The states, under federalism, are the only legal and safe solution left for the American people under the threat of tyranny.
By Mike Kapic – Feb. 4, 2022
Our hunt for liberty has evolved, beginning in the American colonies in the early 1600s and continuing through to the last one in Arizona. One of the first was the Mayflower Compact in 1620 in Massachusetts Bay and the last recorded was the Phoenix Planning Convention in 2017. Abe Lincoln attended the 1847 Chicago convention with 2500 other delegates from 19 states. They discussed commerce navigation.
We have a long and little-known history of the American people coming together to resolve issues larger than life and yet, too big for congresses or legislatures to resolve. Conventions met for everything from safety, inflation, taxation, avoiding civil war, water allocation, limiting federal power, approving the US Constitution, and legalizing alcohol, to name a few. Scholars and historians have scoured over 650 records of the thousands of events over the centuries.
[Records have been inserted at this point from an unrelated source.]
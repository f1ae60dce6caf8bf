//! Connector configuration.
//!
//! [`SentinelConfig`] is built with a validating builder and is immutable
//! afterwards. Every check runs synchronously at construction so that
//! `connect()` never reports a configuration problem.
//!
//! ```no_run
//! # use inferadb_ledger_sentinel::{MonitorEndpoint, Role, SentinelConfig};
//! # fn example() -> inferadb_ledger_sentinel::Result<()> {
//! let config = SentinelConfig::builder()
//!     .name("orders")
//!     .role(Role::Master)
//!     .monitors(vec![
//!         MonitorEndpoint::new("10.0.0.1", 26379),
//!         MonitorEndpoint::new("10.0.0.2", 26379),
//!     ])
//!     .build()?;
//! # Ok(())
//! # }
//! ```

use std::{fmt, path::PathBuf, sync::Arc, time::Duration};

use snafu::ensure;

use crate::{
    discovery::MonitorSource,
    endpoint::MonitorEndpoint,
    error::{ConfigSnafu, Result},
    nat::NatMap,
    retry::RetryStrategy,
    role::Role,
    selector::PreferenceSpec,
};

/// Default timeout for establishing any connection (10 seconds).
pub const DEFAULT_CONNECT_TIMEOUT: Duration = Duration::from_secs(10);

/// Credentials sent to monitors when a session opens.
#[derive(Clone, PartialEq, Eq)]
pub struct Credentials {
    /// Optional user name; password-only auth when absent.
    pub username: Option<String>,
    /// Password.
    pub password: String,
}

impl Credentials {
    /// Password-only credentials.
    pub fn password(password: impl Into<String>) -> Self {
        Self { username: None, password: password.into() }
    }

    /// User name and password credentials.
    pub fn user(username: impl Into<String>, password: impl Into<String>) -> Self {
        Self { username: Some(username.into()), password: password.into() }
    }
}

impl fmt::Debug for Credentials {
    fn fmt(&self, f: &mut fmt::Formatter<'_>) -> fmt::Result {
        f.debug_struct("Credentials")
            .field("username", &self.username)
            .field("password", &"<redacted>")
            .finish()
    }
}

/// Configuration for a [`SentinelConnector`](crate::SentinelConnector).
#[derive(Clone)]
pub struct SentinelConfig {
    pub(crate) name: String,
    pub(crate) role: Role,
    pub(crate) monitors: Vec<MonitorEndpoint>,
    pub(crate) discovery: Option<Arc<dyn MonitorSource>>,
    pub(crate) monitor_auth: Option<Credentials>,
    pub(crate) retry_strategy: Option<RetryStrategy>,
    pub(crate) preference: Option<PreferenceSpec>,
    pub(crate) connect_timeout: Duration,
    pub(crate) command_timeout: Option<Duration>,
    pub(crate) monitor_tls: Option<TlsConfig>,
    pub(crate) target_tls: Option<TlsConfig>,
    pub(crate) nat_map: Option<NatMap>,
    pub(crate) update_monitors: bool,
    pub(crate) failover_detector: bool,
}

#[bon::bon]
impl SentinelConfig {
    /// Creates a validated configuration.
    ///
    /// # Errors
    ///
    /// Returns [`SentinelError::Config`](crate::SentinelError::Config) if:
    /// - `name` is empty
    /// - no monitors are given and there is no discovery source
    /// - a timeout is zero
    /// - a TLS configuration is incomplete
    #[builder]
    pub fn new(
        #[builder(into)] name: String,
        role: Role,
        #[builder(default)] monitors: Vec<MonitorEndpoint>,
        discovery: Option<Arc<dyn MonitorSource>>,
        monitor_auth: Option<Credentials>,
        retry_strategy: Option<RetryStrategy>,
        preference: Option<PreferenceSpec>,
        #[builder(default = DEFAULT_CONNECT_TIMEOUT)] connect_timeout: Duration,
        command_timeout: Option<Duration>,
        monitor_tls: Option<TlsConfig>,
        target_tls: Option<TlsConfig>,
        nat_map: Option<NatMap>,
        #[builder(default)] update_monitors: bool,
        #[builder(default)] failover_detector: bool,
    ) -> Result<Self> {
        let config = Self {
            name,
            role,
            monitors,
            discovery,
            monitor_auth,
            retry_strategy,
            preference,
            connect_timeout,
            command_timeout,
            monitor_tls,
            target_tls,
            nat_map,
            update_monitors,
            failover_detector,
        };
        config.validate()?;
        Ok(config)
    }
}

impl SentinelConfig {
    /// Validates the configuration values.
    ///
    /// # Errors
    ///
    /// Returns [`SentinelError::Config`](crate::SentinelError::Config) if any
    /// value is out of range.
    pub fn validate(&self) -> Result<()> {
        ensure!(!self.name.is_empty(), ConfigSnafu { message: "dataset name cannot be empty" });
        ensure!(
            !self.monitors.is_empty() || self.discovery.is_some(),
            ConfigSnafu { message: "at least one monitor or a discovery source is required" }
        );
        ensure!(
            !self.connect_timeout.is_zero(),
            ConfigSnafu { message: "connect_timeout cannot be zero" }
        );
        if let Some(timeout) = self.command_timeout {
            ensure!(!timeout.is_zero(), ConfigSnafu { message: "command_timeout cannot be zero" });
        }
        if let Some(ref tls) = self.monitor_tls {
            tls.validate()?;
        }
        if let Some(ref tls) = self.target_tls {
            tls.validate()?;
        }
        Ok(())
    }

    /// Returns the logical dataset name.
    #[must_use]
    pub fn name(&self) -> &str {
        &self.name
    }

    /// Returns the requested role.
    #[must_use]
    pub fn role(&self) -> Role {
        self.role
    }

    /// Returns the static monitor list.
    #[must_use]
    pub fn monitors(&self) -> &[MonitorEndpoint] {
        &self.monitors
    }

    /// Returns true if a dynamic discovery source is configured.
    #[must_use]
    pub fn has_discovery(&self) -> bool {
        self.discovery.is_some()
    }

    /// Returns the monitor credentials if configured.
    #[must_use]
    pub fn monitor_auth(&self) -> Option<&Credentials> {
        self.monitor_auth.as_ref()
    }

    /// Returns the retry strategy if configured.
    #[must_use]
    pub fn retry_strategy(&self) -> Option<&RetryStrategy> {
        self.retry_strategy.as_ref()
    }

    /// Returns the replica preference if configured.
    #[must_use]
    pub fn preference(&self) -> Option<&PreferenceSpec> {
        self.preference.as_ref()
    }

    /// Returns the connection establishment timeout.
    #[must_use]
    pub fn connect_timeout(&self) -> Duration {
        self.connect_timeout
    }

    /// Returns the per-command timeout for monitor queries.
    #[must_use]
    pub fn command_timeout(&self) -> Option<Duration> {
        self.command_timeout
    }

    /// Returns the TLS configuration for monitor sessions.
    #[must_use]
    pub fn monitor_tls(&self) -> Option<&TlsConfig> {
        self.monitor_tls.as_ref()
    }

    /// Returns the TLS configuration for the resolved node.
    #[must_use]
    pub fn target_tls(&self) -> Option<&TlsConfig> {
        self.target_tls.as_ref()
    }

    /// Returns the address remapping table if configured.
    #[must_use]
    pub fn nat_map(&self) -> Option<&NatMap> {
        self.nat_map.as_ref()
    }

    /// Returns whether monitor membership refresh is enabled.
    #[must_use]
    pub fn update_monitors(&self) -> bool {
        self.update_monitors
    }

    /// Returns whether failover detection is enabled.
    #[must_use]
    pub fn failover_detector(&self) -> bool {
        self.failover_detector
    }
}

impl fmt::Debug for SentinelConfig {
    fn fmt(&self, f: &mut fmt::Formatter<'_>) -> fmt::Result {
        f.debug_struct("SentinelConfig")
            .field("name", &self.name)
            .field("role", &self.role)
            .field("monitors", &self.monitors)
            .field("discovery", &self.discovery.is_some())
            .field("monitor_auth", &self.monitor_auth)
            .field("retry_strategy", &self.retry_strategy)
            .field("preference", &self.preference)
            .field("connect_timeout", &self.connect_timeout)
            .field("command_timeout", &self.command_timeout)
            .field("monitor_tls", &self.monitor_tls)
            .field("target_tls", &self.target_tls)
            .field("nat_map", &self.nat_map)
            .field("update_monitors", &self.update_monitors)
            .field("failover_detector", &self.failover_detector)
            .finish()
    }
}

/// TLS configuration for monitor sessions or the final node connection.
///
/// # Example
///
/// ```no_run
/// # use inferadb_ledger_sentinel::TlsConfig;
/// // Verify against a private CA
/// let tls = TlsConfig::new().with_ca_cert_pem("/path/to/ca.pem");
///
/// // Mutual TLS
/// let mtls = TlsConfig::new()
///     .with_ca_cert_pem("/path/to/ca.pem")
///     .with_client_cert_pem("/path/to/client.pem", "/path/to/client.key");
///
/// // Public CAs from the operating system store
/// let tls = TlsConfig::with_native_roots().with_domain_name("cache.example.com");
/// ```
#[derive(Debug, Clone, Default)]
pub struct TlsConfig {
    ca_cert: Option<CertificateData>,
    client_cert: Option<CertificateData>,
    client_key: Option<Vec<u8>>,
    domain_name: Option<String>,
    use_native_roots: bool,
}

/// Certificate material, PEM or DER encoded.
#[derive(Debug, Clone)]
pub enum CertificateData {
    /// PEM-encoded certificate chain.
    Pem(Vec<u8>),
    /// A single DER-encoded certificate.
    Der(Vec<u8>),
}

impl TlsConfig {
    /// Creates an empty TLS configuration.
    #[must_use]
    pub fn new() -> Self {
        Self::default()
    }

    /// Creates a TLS configuration that trusts the system's native roots.
    #[must_use]
    pub fn with_native_roots() -> Self {
        Self { use_native_roots: true, ..Self::default() }
    }

    /// Sets the CA certificate from a PEM file path.
    ///
    /// Unreadable files leave the CA unset, which [`validate`](Self::validate)
    /// reports unless native roots are enabled.
    #[must_use]
    pub fn with_ca_cert_pem(mut self, path: impl Into<PathBuf>) -> Self {
        if let Some(data) = read_file(path.into()) {
            self.ca_cert = Some(CertificateData::Pem(data));
        }
        self
    }

    /// Sets the CA certificate from PEM bytes.
    #[must_use]
    pub fn with_ca_cert_pem_bytes(mut self, pem: impl AsRef<[u8]>) -> Self {
        self.ca_cert = Some(CertificateData::Pem(pem.as_ref().to_vec()));
        self
    }

    /// Sets the CA certificate from DER bytes.
    #[must_use]
    pub fn with_ca_cert_der_bytes(mut self, der: impl AsRef<[u8]>) -> Self {
        self.ca_cert = Some(CertificateData::Der(der.as_ref().to_vec()));
        self
    }

    /// Sets the client certificate and key from PEM file paths for mutual TLS.
    #[must_use]
    pub fn with_client_cert_pem(
        mut self,
        cert_path: impl Into<PathBuf>,
        key_path: impl Into<PathBuf>,
    ) -> Self {
        if let (Some(cert), Some(key)) =
            (read_file(cert_path.into()), read_file(key_path.into()))
        {
            self.client_cert = Some(CertificateData::Pem(cert));
            self.client_key = Some(key);
        }
        self
    }

    /// Sets the client certificate and key from PEM bytes for mutual TLS.
    #[must_use]
    pub fn with_client_cert_pem_bytes(
        mut self,
        cert: impl AsRef<[u8]>,
        key: impl AsRef<[u8]>,
    ) -> Self {
        self.client_cert = Some(CertificateData::Pem(cert.as_ref().to_vec()));
        self.client_key = Some(key.as_ref().to_vec());
        self
    }

    /// Overrides the server name checked against the peer certificate.
    ///
    /// Without it, the resolved host is used, which rarely matches when
    /// monitors report IP addresses.
    #[must_use]
    pub fn with_domain_name(mut self, domain: impl Into<String>) -> Self {
        self.domain_name = Some(domain.into());
        self
    }

    /// Returns the CA certificate data if configured.
    #[must_use]
    pub fn ca_cert(&self) -> Option<&CertificateData> {
        self.ca_cert.as_ref()
    }

    /// Returns the client certificate data if configured.
    #[must_use]
    pub fn client_cert(&self) -> Option<&CertificateData> {
        self.client_cert.as_ref()
    }

    /// Returns the client private key (PEM) if configured.
    #[must_use]
    pub fn client_key(&self) -> Option<&[u8]> {
        self.client_key.as_deref()
    }

    /// Returns the server name override if configured.
    #[must_use]
    pub fn domain_name(&self) -> Option<&str> {
        self.domain_name.as_deref()
    }

    /// Returns whether native root certificates are trusted.
    #[must_use]
    pub fn use_native_roots(&self) -> bool {
        self.use_native_roots
    }

    /// Validates the TLS configuration.
    ///
    /// # Errors
    ///
    /// Returns an error if a client certificate has no key, or if there is
    /// no way to verify the server certificate.
    pub fn validate(&self) -> Result<()> {
        ensure!(
            self.client_cert.is_none() || self.client_key.is_some(),
            ConfigSnafu { message: "client certificate requires a private key" }
        );
        ensure!(
            self.ca_cert.is_some() || self.use_native_roots,
            ConfigSnafu { message: "TLS requires either a CA certificate or native roots" }
        );
        Ok(())
    }
}

fn read_file(path: PathBuf) -> Option<Vec<u8>> {
    match std::fs::read(&path) {
        Ok(data) => Some(data),
        Err(e) => {
            tracing::warn!(path = %path.display(), error = %e, "failed to read TLS material");
            None
        },
    }
}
This year, 2022, may mark a historic point when Americans take back control of their government by taking the first step to limit Congress’ uncontrolled thirst for spending and taxing. The Constitution’s Article V authority threshold has been reached and has exceeded the 2/3 requirement. With 39 states applying to Congress to Call a convention for the states to propose changes to the Constitution through a fiscal responsibility amendment (aka, BBA or balanced budget amendment).
This is Part I of a series of brief historical facts over the coming Friday’s regarding the plethora of scholarship available from history showing how our Nation solved dire challenges and threats.
We should collectively understand who we are and how we got here in order to begin returning this Nation to God and to the consent of the governed.
How Conventions Have Historically Worked
An Article V convention is a conclave of state “committees,” operating in a distinct & separate manner than legislatures.
Over the past four centuries, scholars and historians have analyzed some 650 conventions.
Of hundreds of state & colonial conventions only two were “constitutional conventions” and they remodeled a political system: drafting of the 1787 proposed federal Constitution and the 1861 Confederate Constitution.
Convention types: 1814 & 1861: quasi-Article V amending (not ratified); 1922 & 2017 legislative conventions.
The formula for Article V is: 34-26-38: Of the 50 states, 34 to call, 26 to vote a proposal(s) and 38 to approve.
For a runaway convention, 51% or 26 states would have to go rogue, exposing delegates to their state’s laws.
What changes occur to the Constitution at an amending convention? None. It only PROPOSES amendments.
Congress’ Article V authority, when presented with 2/3 of states applications, it “SHALL” set the date & location.
An amending convention is the alternative to Congress proposing an amendment that must still be approved by 38 states.
State applications need not be identical and are interpreted by intent, not verbiage.
State’s power allows them to commission, recall, suspend commissions, or discipline their delegates.
States may apply for an unrestricted convention or one dedicated to a particular subject.
Constitution signer, James Wilson: “Commissioners authorized to conclude nothing, but…at liberty to propose anything.”
Conventions average 12 days prior to sine die while ratifications average 20 months and 7 days.
Since an Article V convention receives its power from the Constitution, it cannot alter the Constitution, e.g. ratification.
Conventions are forbidden to rewrite or propose a new Constitution, expand its limited powers, or declare amendments.
Convention Historical Standard Operating Procedure: regional or national, select officers, draft parliamentary rules, maintain order, arbiter of delegates credentials, states choose delegates, states have one vote, not plenary, take up any topic-but still limited, held secret or open, recorded.
Congress has no constitutional authority to Call a state convention.
In the first 200 years following the founding, the judiciary, including SCOTUS, decided over 3 dozen cases interpreting Article V & generally followed historical practice.
Article V is an example of federalism’s shared responsibility between the national and state governments.
Congress has ignored 11 complete Article V state applications and 500-700 individual state calls.
JBS believes in the authority of the Constitution, therefore it is not evil, except for the second clause of Article V.
The states may have to force Congress to act on their Call by utilizing judicial review or by lawsuit.
States have written legislation protecting their state against their commissioner’s nefarious behavior.